--- Supplied records Enclosed Below ---

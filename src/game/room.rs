//! Room state and authoritative tick loop

use dashmap::DashMap;
use std::collections::HashMap;
use std::sync::atomic::{AtomicUsize, Ordering};
use std::sync::Arc;
use std::time::Instant;
use tokio::sync::{broadcast, mpsc};
use tokio::time::interval;
use tracing::{debug, info, warn};
use uuid::Uuid;

use crate::game::clock::FixedClock;
use crate::game::physics::{apply_input_batch, Pos, PLAYER_SPEED};
use crate::game::player::{InputCmd, Player, WorldBounds};
use crate::game::snapshot::SnapshotCadence;
use crate::game::RoomMessage;
use crate::util::time::{PHYSICS_STEP, SNAPSHOT_INTERVAL_TICKS};
use crate::ws::protocol::{
    ClientJoinMsg, ClientMsg, ClientPingMsg, MoveMsg, PlayerLeftMsg, RosterEntry, ServerMsg,
    StartGameMsg,
};

/// Room lifecycle phase
#[derive(Debug, Clone, Copy, PartialEq, Eq)]
pub enum RoomPhase {
    /// Awaiting the player minimum
    Waiting,
    /// Ticking and broadcasting
    Running,
    /// Torn down
    Ended,
}

/// Spawn slots assigned round-robin by join order. The first two match
/// the classic host/guest spawn points.
const SPAWN_SLOTS: [Pos; 4] = [
    Pos { x: 20.0, y: 20.0 },
    Pos { x: 500.0, y: 200.0 },
    Pos { x: 500.0, y: 20.0 },
    Pos { x: 20.0, y: 200.0 },
];

/// Room state (owned by the room task)
pub struct RoomState {
    pub id: Uuid,
    pub phase: RoomPhase,
    pub players: HashMap<Uuid, Player>,
    /// Player ids in join order; the front is the host
    join_order: Vec<Uuid>,
    /// Monotonic join counter driving spawn slot assignment
    join_counter: usize,
    bounds: WorldBounds,
    min_players: usize,
    max_players: usize,
}

impl RoomState {
    pub fn new(id: Uuid, bounds: WorldBounds, min_players: usize, max_players: usize) -> Self {
        Self {
            id,
            phase: RoomPhase::Waiting,
            players: HashMap::new(),
            join_order: Vec::new(),
            join_counter: 0,
            bounds,
            min_players,
            max_players,
        }
    }

    pub fn host_id(&self) -> Option<Uuid> {
        self.join_order.first().copied()
    }
}

/// Handle to a running room
#[derive(Clone)]
pub struct RoomHandle {
    pub id: Uuid,
    pub input_tx: mpsc::Sender<RoomMessage>,
    pub outbound_tx: broadcast::Sender<ServerMsg>,
    pub player_count: Arc<AtomicUsize>,
}

impl RoomHandle {
    pub fn player_count(&self) -> usize {
        self.player_count.load(Ordering::Relaxed)
    }
}

/// Registry of all active rooms
pub struct RoomRegistry {
    rooms: DashMap<Uuid, RoomHandle>,
}

impl RoomRegistry {
    pub fn new() -> Self {
        Self {
            rooms: DashMap::new(),
        }
    }

    pub fn get(&self, id: &Uuid) -> Option<RoomHandle> {
        self.rooms.get(id).map(|r| r.value().clone())
    }

    pub fn insert(&self, handle: RoomHandle) {
        self.rooms.insert(handle.id, handle);
    }

    pub fn remove(&self, id: &Uuid) -> Option<RoomHandle> {
        self.rooms.remove(id).map(|(_, h)| h)
    }

    pub fn active_rooms(&self) -> usize {
        self.rooms.len()
    }

    pub fn total_players(&self) -> usize {
        self.rooms.iter().map(|r| r.value().player_count()).sum()
    }

    /// Find a room with a free slot
    pub fn find_available_room(&self, max_players: usize) -> Option<RoomHandle> {
        self.rooms
            .iter()
            .find(|r| r.value().player_count() < max_players)
            .map(|r| r.value().clone())
    }
}

impl Default for RoomRegistry {
    fn default() -> Self {
        Self::new()
    }
}

/// The authoritative game room. Owns all player state; inbound
/// messages queue on a channel and are drained atomically at the top
/// of each tick.
pub struct GameRoom {
    state: RoomState,
    clock: FixedClock,
    input_rx: mpsc::Receiver<RoomMessage>,
    outbound_tx: broadcast::Sender<ServerMsg>,
    cadence: SnapshotCadence,
    player_count: Arc<AtomicUsize>,
}

impl GameRoom {
    pub fn new(
        id: Uuid,
        bounds: WorldBounds,
        min_players: usize,
        max_players: usize,
    ) -> (Self, RoomHandle) {
        let (input_tx, input_rx) = mpsc::channel(256);
        let (outbound_tx, _) = broadcast::channel(64);
        let player_count = Arc::new(AtomicUsize::new(0));

        let handle = RoomHandle {
            id,
            input_tx,
            outbound_tx: outbound_tx.clone(),
            player_count: player_count.clone(),
        };

        let room = Self {
            state: RoomState::new(id, bounds, min_players, max_players),
            clock: FixedClock::new(PHYSICS_STEP),
            input_rx,
            outbound_tx,
            cadence: SnapshotCadence::new(SNAPSHOT_INTERVAL_TICKS),
            player_count,
        };

        (room, handle)
    }

    /// Run the authoritative tick loop until the room empties
    pub async fn run(mut self) {
        info!(room_id = %self.state.id, "Room task started");

        let mut tick_interval = interval(PHYSICS_STEP);
        tick_interval.set_missed_tick_behavior(tokio::time::MissedTickBehavior::Skip);

        loop {
            tick_interval.tick().await;

            // Drain the message queue, then run one physics step.
            // Inputs arriving mid-tick wait for the next drain.
            self.drain_messages();
            self.step(Instant::now());

            if self.state.phase == RoomPhase::Ended {
                break;
            }
        }

        let _ = self.outbound_tx.send(ServerMsg::EndGame);
        info!(room_id = %self.state.id, "Room ended");
    }

    /// Process all queued client messages
    fn drain_messages(&mut self) {
        while let Ok(msg) = self.input_rx.try_recv() {
            match msg.msg {
                ClientMsg::Join(join) => self.handle_join(join.player_id),
                ClientMsg::Leave(leave) => self.handle_leave(leave.player_id),
                ClientMsg::Move(mv) => self.handle_move(mv),
                ClientMsg::Ping(ping) => {
                    let _ = self.outbound_tx.send(ServerMsg::ClientPing(ClientPingMsg {
                        player_id: msg.player_id,
                        ping: ping.ping,
                    }));
                }
            }
        }
    }

    /// Run one fixed physics step and broadcast a snapshot when due
    fn step(&mut self, now: Instant) {
        self.clock.advance(now);

        if self.state.phase != RoomPhase::Running {
            return;
        }

        for player in self.state.players.values_mut() {
            apply_input_batch(player, PLAYER_SPEED);
        }

        if self.cadence.should_send() {
            let snapshot = self
                .cadence
                .build(self.clock.local_time(), &self.state.players);
            let _ = self.outbound_tx.send(snapshot);
        }
    }

    fn handle_join(&mut self, player_id: Uuid) {
        if self.state.players.contains_key(&player_id) {
            warn!(room_id = %self.state.id, player_id = %player_id, "Player already in room");
            return;
        }
        if self.state.players.len() >= self.state.max_players {
            warn!(room_id = %self.state.id, player_id = %player_id, "Room is full, join ignored");
            return;
        }

        let mut player = Player::new(player_id, self.state.bounds);
        player.pos = SPAWN_SLOTS[self.state.join_counter % SPAWN_SLOTS.len()];
        self.state.join_counter += 1;

        self.state.players.insert(player_id, player);
        self.state.join_order.push(player_id);
        self.player_count
            .store(self.state.players.len(), Ordering::Relaxed);

        info!(
            room_id = %self.state.id,
            player_id = %player_id,
            player_count = self.state.players.len(),
            "Player joined room"
        );

        let _ = self
            .outbound_tx
            .send(ServerMsg::ClientJoin(ClientJoinMsg {
                players: self.roster(),
            }));

        if self.state.phase == RoomPhase::Waiting
            && self.state.players.len() >= self.state.min_players
        {
            self.state.phase = RoomPhase::Running;
            self.cadence.force_next();
            let _ = self.outbound_tx.send(ServerMsg::StartGame(StartGameMsg {
                server_time: self.clock.local_time(),
            }));
            info!(room_id = %self.state.id, "Room started");
        }
    }

    fn handle_move(&mut self, mv: MoveMsg) {
        match self.state.players.get_mut(&mv.player_id) {
            Some(player) => player.push_input(InputCmd {
                keys: mv.input,
                time: mv.local_time,
                seq: mv.input_seq,
            }),
            None => debug!(room_id = %self.state.id, player_id = %mv.player_id, "Move for unknown player"),
        }
    }

    fn handle_leave(&mut self, player_id: Uuid) {
        if self.state.players.remove(&player_id).is_none() {
            return;
        }
        self.state.join_order.retain(|id| *id != player_id);
        self.player_count
            .store(self.state.players.len(), Ordering::Relaxed);

        let new_host_id = self.state.host_id();
        let _ = self.outbound_tx.send(ServerMsg::PlayerLeft(PlayerLeftMsg {
            player_id,
            new_host_id,
        }));

        info!(
            room_id = %self.state.id,
            player_id = %player_id,
            player_count = self.state.players.len(),
            "Player left room"
        );

        if self.state.players.is_empty() {
            self.state.phase = RoomPhase::Ended;
        }
    }

    fn roster(&self) -> Vec<RosterEntry> {
        let host = self.state.host_id();
        self.state
            .join_order
            .iter()
            .filter_map(|id| self.state.players.get(id))
            .map(|p| RosterEntry {
                player_id: p.id,
                pos: p.pos,
                is_host: Some(p.id) == host,
            })
            .collect()
    }
}

#[cfg(test)]
mod tests {
    use super::*;
    use crate::game::physics::DirKey;
    use crate::util::time::unix_millis;
    use std::time::Duration;

    fn new_room() -> (GameRoom, RoomHandle) {
        GameRoom::new(Uuid::new_v4(), WorldBounds::for_world(720.0, 480.0), 2, 4)
    }

    fn join(room: &mut GameRoom, id: Uuid) {
        room.handle_join(id);
    }

    fn drain(rx: &mut broadcast::Receiver<ServerMsg>) -> Vec<ServerMsg> {
        let mut out = Vec::new();
        while let Ok(msg) = rx.try_recv() {
            out.push(msg);
        }
        out
    }

    #[test]
    fn spawn_slots_are_deterministic_by_join_order() {
        let (mut room, _handle) = new_room();
        let ids: Vec<Uuid> = (0..4).map(|_| Uuid::new_v4()).collect();
        for id in &ids {
            join(&mut room, *id);
        }

        assert_eq!(room.state.players[&ids[0]].pos, Pos::new(20.0, 20.0));
        assert_eq!(room.state.players[&ids[1]].pos, Pos::new(500.0, 200.0));
        assert_eq!(room.state.players[&ids[2]].pos, Pos::new(500.0, 20.0));
        assert_eq!(room.state.players[&ids[3]].pos, Pos::new(20.0, 200.0));
        assert_eq!(room.state.host_id(), Some(ids[0]));
    }

    #[test]
    fn room_starts_once_minimum_is_reached() {
        let (mut room, handle) = new_room();
        let mut rx = handle.outbound_tx.subscribe();

        join(&mut room, Uuid::new_v4());
        assert_eq!(room.state.phase, RoomPhase::Waiting);

        join(&mut room, Uuid::new_v4());
        assert_eq!(room.state.phase, RoomPhase::Running);

        let started = drain(&mut rx)
            .into_iter()
            .any(|m| matches!(m, ServerMsg::StartGame(_)));
        assert!(started);
    }

    #[test]
    fn join_past_capacity_is_ignored() {
        let (mut room, _handle) = new_room();
        for _ in 0..5 {
            join(&mut room, Uuid::new_v4());
        }
        assert_eq!(room.state.players.len(), 4);
    }

    #[test]
    fn tick_applies_buffered_inputs_and_reports_ack() {
        let (mut room, handle) = new_room();
        let mut rx = handle.outbound_tx.subscribe();

        let mover = Uuid::new_v4();
        join(&mut room, mover);
        join(&mut room, Uuid::new_v4());
        drain(&mut rx);

        for seq in 1..=3u64 {
            room.handle_move(MoveMsg {
                player_id: mover,
                input: vec![DirKey::Right],
                local_time: seq as f64 * 0.1,
                input_seq: seq,
            });
        }

        // Step until the cadence emits a snapshot
        let t0 = Instant::now();
        for i in 0..SNAPSHOT_INTERVAL_TICKS {
            room.step(t0 + Duration::from_millis(15 * (i as u64 + 1)));
        }

        let ticks: Vec<_> = drain(&mut rx)
            .into_iter()
            .filter_map(|m| match m {
                ServerMsg::Tick(t) => Some(t),
                _ => None,
            })
            .collect();
        assert_eq!(ticks.len(), 1);

        let me = ticks[0]
            .players
            .iter()
            .find(|p| p.player_id == mover)
            .unwrap();
        // 3 * 120 * 0.015 = 5.4 from the (20, 20) spawn
        assert_eq!(me.pos, Pos::new(25.4, 20.0));
        assert_eq!(me.last_input_seq, 3);
    }

    #[test]
    fn leave_migrates_host_and_empty_room_ends() {
        let (mut room, handle) = new_room();
        let mut rx = handle.outbound_tx.subscribe();

        let first = Uuid::new_v4();
        let second = Uuid::new_v4();
        join(&mut room, first);
        join(&mut room, second);
        drain(&mut rx);

        room.handle_leave(first);
        let left = drain(&mut rx)
            .into_iter()
            .find_map(|m| match m {
                ServerMsg::PlayerLeft(p) => Some(p),
                _ => None,
            })
            .unwrap();
        assert_eq!(left.player_id, first);
        assert_eq!(left.new_host_id, Some(second));
        assert_eq!(room.state.phase, RoomPhase::Running);

        room.handle_leave(second);
        assert_eq!(room.state.phase, RoomPhase::Ended);
        assert_eq!(handle.player_count(), 0);
    }

    #[tokio::test]
    async fn room_task_ends_and_notifies_when_everyone_leaves() {
        let (room, handle) = new_room();
        let mut rx = handle.outbound_tx.subscribe();
        let task = tokio::spawn(room.run());

        let a = Uuid::new_v4();
        let b = Uuid::new_v4();
        for id in [a, b] {
            handle
                .input_tx
                .send(RoomMessage {
                    player_id: id,
                    msg: ClientMsg::Join(crate::ws::protocol::JoinMsg { player_id: id }),
                    received_at: unix_millis(),
                })
                .await
                .unwrap();
        }
        for id in [a, b] {
            handle
                .input_tx
                .send(RoomMessage {
                    player_id: id,
                    msg: ClientMsg::Leave(crate::ws::protocol::LeaveMsg { player_id: id }),
                    received_at: unix_millis(),
                })
                .await
                .unwrap();
        }

        task.await.unwrap();

        let mut saw_end = false;
        while let Ok(msg) = rx.try_recv() {
            if matches!(msg, ServerMsg::EndGame) {
                saw_end = true;
            }
        }
        assert!(saw_end);
    }
}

--- End of Enclosed Supplied records ---

**Exercise aim**:
Repeat word for word every line from the start of the entries to the line holding "use crate::game::clock::FixedClock;", inclusive, and nothing else.

**Response area**:
filename src/game/room.rs
//! Room state and authoritative tick loop

use dashmap::DashMap;
use std::collections::HashMap;
use std::sync::atomic::{AtomicUsize, Ordering};
use std::sync::Arc;
use std::time::Instant;
use tokio::sync::{broadcast, mpsc};
use tokio::time::interval;
use tracing::{debug, info, warn};
use uuid::Uuid;

use crate::game::clock::FixedClock;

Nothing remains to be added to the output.